Roland permaneció callado unos segundos. Luego, con una débil sonrisa en los labios, miró a los dos hermanos y asintió varias veces, muy lentamente.

- Lo sé -murmuró -. Lo sé.


Irina sintió cómo sus manos se entumecían al intentar forzar el pomo de la puerta sin ningún resultado. Sin aliento, se volvió y se apretó con todas sus fuerzas contra la puerta de la habitación. No pudo evitar clavar sus ojos en la llave que giraba en la cerradura del armario. Finalmente, la llave detuvo su giro e, impulsada por dedos invisibles, cayó al suelo. Muy lentamente, la puerta del armario empezó a abrirse. Irina trató de gritar, pero sintió que le faltaba el aire para articular apenas un susurro. Desde la penumbra del armario, emergieron dos ojos brillantes y familiares. Irina suspiró. Era su gato. Era tan sólo su gato. Por un segundo había creído que el corazón se le iba a parar de puro pánico. Se arrodilló para aupar al felino y advirtió entonces que tras el gato, en el fondo del armario, había alguien más. El felino abrió sus fauces y emitió un silbido grave y estremecedor, como el de una serpiente, para después fundirse en la oscuridad con su amo. Una sonrisa de luz se encendió en la tiniebla y dos ojos brillantes como oro candente se posaron sobre los suyos mientras aquellas voces, al unísono, pronunciaron su nombre. Irina gritó con todas sus fuerzas y se lanzó contra la puerta, que cedió a su empuje haciéndola caer en el suelo del corredor. Sin recuperar el aliento, se abalanzó escaleras abajo, sintiendo el aliento frío de aquellas voces en la nuca.

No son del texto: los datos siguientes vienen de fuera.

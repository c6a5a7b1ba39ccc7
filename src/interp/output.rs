//! Script output.
//!
//! Script programs write to the current output file in one of three modes:
//! unbuffered write-through, buffered line mode (the default), or page mode,
//! where writes land in a fixed rows × cols character grid that is dumped on
//! an explicit page-out with trailing spaces stripped from each row.

use std::fs::OpenOptions;
use std::io::Write;

/// Upper bound on page grid rows.
pub const MAX_ROWS: usize = 512;
/// Upper bound on page grid columns.
pub const MAX_COLS: usize = 512;

const LINE_BUFFER_CAPACITY: usize = 1024;

/// The three output modes.
#[derive(Debug, Clone, Copy, PartialEq, Eq)]
pub enum OutputMode {
    /// Write through on every call.
    Unbuffered,
    /// Collect into a line buffer, flushing on overflow.
    Buffered,
    /// Write into a character grid, flushed by page-out.
    Page,
}

#[derive(Debug)]
enum Sink {
    Stdout,
    File {
        name: String,
        file: std::fs::File,
    },
    Memory {
        name: String,
        buffer: Vec<u8>,
    },
}

impl Sink {
    fn write_all(&mut self, bytes: &[u8]) {
        match self {
            Sink::Stdout => {
                let _ = std::io::stdout().write_all(bytes);
            }
            Sink::File { file, .. } => {
                let _ = file.write_all(bytes);
            }
            Sink::Memory { buffer, .. } => buffer.extend_from_slice(bytes),
        }
    }

    fn name(&self) -> &str {
        match self {
            Sink::Stdout => "stdout",
            Sink::File { name, .. } | Sink::Memory { name, .. } => name,
        }
    }
}

#[derive(Debug)]
struct PageGrid {
    rows: usize,
    cols: usize,
    cells: Vec<u8>,
    row: usize,
    col: usize,
}

impl PageGrid {
    fn new(rows: usize, cols: usize) -> Self {
        PageGrid {
            rows,
            cols,
            cells: vec![b' '; rows * cols],
            row: 1,
            col: 1,
        }
    }

    fn put(&mut self, c: char) {
        if c == '\n' {
            self.row = (self.row + 1).min(self.rows);
            self.col = 1;
            return;
        }
        if self.row <= self.rows && self.col <= self.cols {
            let byte = if c.is_ascii() { c as u8 } else { b'?' };
            self.cells[(self.row - 1) * self.cols + (self.col - 1)] = byte;
        }
        self.col += 1;
    }

    fn dump(&mut self) -> String {
        let mut out = String::with_capacity(self.rows * (self.cols + 1));
        for row in 0..self.rows {
            let line = &self.cells[row * self.cols..(row + 1) * self.cols];
            let end = line
                .iter()
                .rposition(|&b| b != b' ')
                .map_or(0, |p| p + 1);
            out.push_str(std::str::from_utf8(&line[..end]).unwrap_or(""));
            out.push('\n');
        }
        self.cells.fill(b' ');
        self.row = 1;
        self.col = 1;
        out
    }
}

/// The script output state: current mode, destination, and buffers.
#[derive(Debug)]
pub struct ScriptOutput {
    mode: OutputMode,
    sink: Sink,
    line_buffer: String,
    page: Option<PageGrid>,
}

impl ScriptOutput {
    /// Creates buffered output to stdout.
    #[must_use]
    pub fn stdout() -> Self {
        ScriptOutput {
            mode: OutputMode::Buffered,
            sink: Sink::Stdout,
            line_buffer: String::with_capacity(LINE_BUFFER_CAPACITY),
            page: None,
        }
    }

    /// Creates buffered output captured in memory, for embedding and tests.
    #[must_use]
    pub fn memory(name: &str) -> Self {
        ScriptOutput {
            mode: OutputMode::Buffered,
            sink: Sink::Memory {
                name: name.to_string(),
                buffer: Vec::new(),
            },
            line_buffer: String::with_capacity(LINE_BUFFER_CAPACITY),
            page: None,
        }
    }

    /// Creates buffered output to a file.
    ///
    /// # Errors
    ///
    /// Returns an error when the file cannot be opened.
    pub fn file(name: &str, append: bool) -> std::io::Result<Self> {
        let file = OpenOptions::new()
            .create(true)
            .append(append)
            .write(true)
            .truncate(!append)
            .open(name)?;
        Ok(ScriptOutput {
            mode: OutputMode::Buffered,
            sink: Sink::File {
                name: name.to_string(),
                file,
            },
            line_buffer: String::with_capacity(LINE_BUFFER_CAPACITY),
            page: None,
        })
    }

    /// Returns the current output file's name.
    #[must_use]
    pub fn name(&self) -> &str {
        self.sink.name()
    }

    /// Returns the current output mode.
    #[must_use]
    pub fn mode(&self) -> OutputMode {
        self.mode
    }

    /// Replaces the destination, flushing what is pending first. The output
    /// mode is preserved.
    ///
    /// # Errors
    ///
    /// Returns an error when the new file cannot be opened.
    pub fn redirect_to_file(&mut self, name: &str, append: bool) -> std::io::Result<()> {
        self.flush();
        let file = OpenOptions::new()
            .create(true)
            .append(append)
            .write(true)
            .truncate(!append)
            .open(name)?;
        self.sink = Sink::File {
            name: name.to_string(),
            file,
        };
        Ok(())
    }

    /// Switches to unbuffered write-through mode.
    pub fn unbuffered_mode(&mut self) {
        self.flush();
        self.mode = OutputMode::Unbuffered;
        self.page = None;
    }

    /// Switches to buffered line mode, the default.
    pub fn line_mode(&mut self) {
        self.flush();
        self.mode = OutputMode::Buffered;
        self.page = None;
        self.line_buffer.clear();
    }

    /// Switches to page mode with a rows × cols grid.
    ///
    /// # Errors
    ///
    /// Returns a message when the dimensions are out of range.
    pub fn page_mode(&mut self, rows: usize, cols: usize) -> Result<(), String> {
        if rows < 1 || rows > MAX_ROWS || cols < 1 || cols > MAX_COLS {
            return Err(format!(
                "page size {rows}x{cols} is out of range (max {MAX_ROWS}x{MAX_COLS})"
            ));
        }
        self.flush();
        self.mode = OutputMode::Page;
        self.page = Some(PageGrid::new(rows, cols));
        Ok(())
    }

    /// Positions page output at a row and column.
    ///
    /// # Errors
    ///
    /// Returns a message outside page mode or outside the grid.
    pub fn pos(&mut self, row: usize, col: usize) -> Result<(), String> {
        let Some(page) = self.page.as_mut() else {
            return Err("pos is only meaningful in page mode".to_string());
        };
        if row < 1 || row > page.rows || col < 1 || col > page.cols {
            return Err(format!("position {row},{col} is outside the page"));
        }
        page.row = row;
        page.col = col;
        Ok(())
    }

    /// Positions page output at the start of a row.
    ///
    /// # Errors
    ///
    /// Returns a message outside page mode or outside the grid.
    pub fn row(&mut self, row: usize) -> Result<(), String> {
        self.pos(row, 1)
    }

    /// Positions output at a column. Clamped to the range 1..=100.
    pub fn col(&mut self, col: usize) {
        let col = col.clamp(1, 100);
        if let Some(page) = self.page.as_mut() {
            page.col = col;
        }
    }

    /// Dumps the page grid, trailing spaces stripped from each row, and
    /// clears it.
    ///
    /// # Errors
    ///
    /// Returns a message outside page mode.
    pub fn page_out(&mut self) -> Result<(), String> {
        let Some(page) = self.page.as_mut() else {
            return Err("pageout is only meaningful in page mode".to_string());
        };
        let text = page.dump();
        self.sink.write_all(text.as_bytes());
        Ok(())
    }

    /// Writes a string in the current mode.
    pub fn write_str(&mut self, s: &str) {
        match self.mode {
            OutputMode::Unbuffered => self.sink.write_all(s.as_bytes()),
            OutputMode::Buffered => {
                self.line_buffer.push_str(s);
                if self.line_buffer.len() >= LINE_BUFFER_CAPACITY {
                    self.flush();
                }
            }
            OutputMode::Page => {
                if let Some(page) = self.page.as_mut() {
                    for c in s.chars() {
                        page.put(c);
                    }
                }
            }
        }
    }

    /// Flushes the line buffer to the destination.
    pub fn flush(&mut self) {
        if !self.line_buffer.is_empty() {
            let pending = std::mem::take(&mut self.line_buffer);
            self.sink.write_all(pending.as_bytes());
        }
        if let Sink::File { file, .. } = &mut self.sink {
            let _ = file.flush();
        }
    }

    /// Returns everything written so far, for memory outputs.
    #[must_use]
    pub fn memory_contents(&mut self) -> Option<String> {
        self.flush();
        match &self.sink {
            Sink::Memory { buffer, .. } => Some(String::from_utf8_lossy(buffer).into_owned()),
            _ => None,
        }
    }
}

impl Drop for ScriptOutput {
    fn drop(&mut self) {
        self.flush();
    }
}

#[cfg(test)]
mod tests {
    use super::*;

    #[test]
    fn test_buffered_output_collects_writes() {
        let mut out = ScriptOutput::memory("report");
        out.write_str("hello ");
        out.write_str("world\n");
        assert_eq!(out.memory_contents().as_deref(), Some("hello world\n"));
    }

    #[test]
    fn test_page_mode_grid_and_pageout() {
        let mut out = ScriptOutput::memory("page");
        out.page_mode(3, 10).unwrap();
        out.write_str("top");
        out.pos(2, 4).unwrap();
        out.write_str("mid");
        out.page_out().unwrap();
        let text = out.memory_contents().unwrap();
        assert_eq!(text, "top\n   mid\n\n");
    }

    #[test]
    fn test_pos_outside_grid_is_an_error() {
        let mut out = ScriptOutput::memory("page");
        out.page_mode(2, 5).unwrap();
        assert!(out.pos(3, 1).is_err());
        assert!(out.pos(1, 6).is_err());
    }

    #[test]
    fn test_page_mode_bounds() {
        let mut out = ScriptOutput::memory("page");
        assert!(out.page_mode(0, 10).is_err());
        assert!(out.page_mode(10, MAX_COLS + 1).is_err());
    }

    #[test]
    fn test_line_mode_exits_page_mode() {
        let mut out = ScriptOutput::memory("page");
        out.page_mode(2, 5).unwrap();
        out.line_mode();
        assert_eq!(out.mode(), OutputMode::Buffered);
        assert!(out.page_out().is_err());
    }

    #[test]
    fn test_name() {
        let out = ScriptOutput::memory("report.txt");
        assert_eq!(out.name(), "report.txt");
    }
}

En una fracción de segundo, Andrea Carver contempló paralizada a su hija Irina saltar desde lo alto de la escalera con el rostro encendido de pánico. Gritó su nombre, pero ya era demasiado tarde. La pequeña cayó rodando como un peso muerto hasta el último peldaño. Andrea Carver se lanzó a los pies de la niña y tomó la cabeza en sus brazos. Una lágrima de sangre le recorría la frente. Palpó su cuello y sintió un pulso débil. Luchando contra la histeria, Andrea Carver alzó el cuerpo de su hija y trató de pensar qué debía hacer en aquel momento. Mientras los peores cinco segundos de su vida desfilaban ante ella con infinita lentitud, Andrea Carver alzó la vista a lo alto de la escalera. Desde el último peldaño, el gato de Irina la escrutaba fijamente. Sostuvo la mirada cruel y burlona del animal durante una fracción de segundo y después, sintiendo el cuerpo de su hija latir en sus brazos, reaccionó y corrió al teléfono.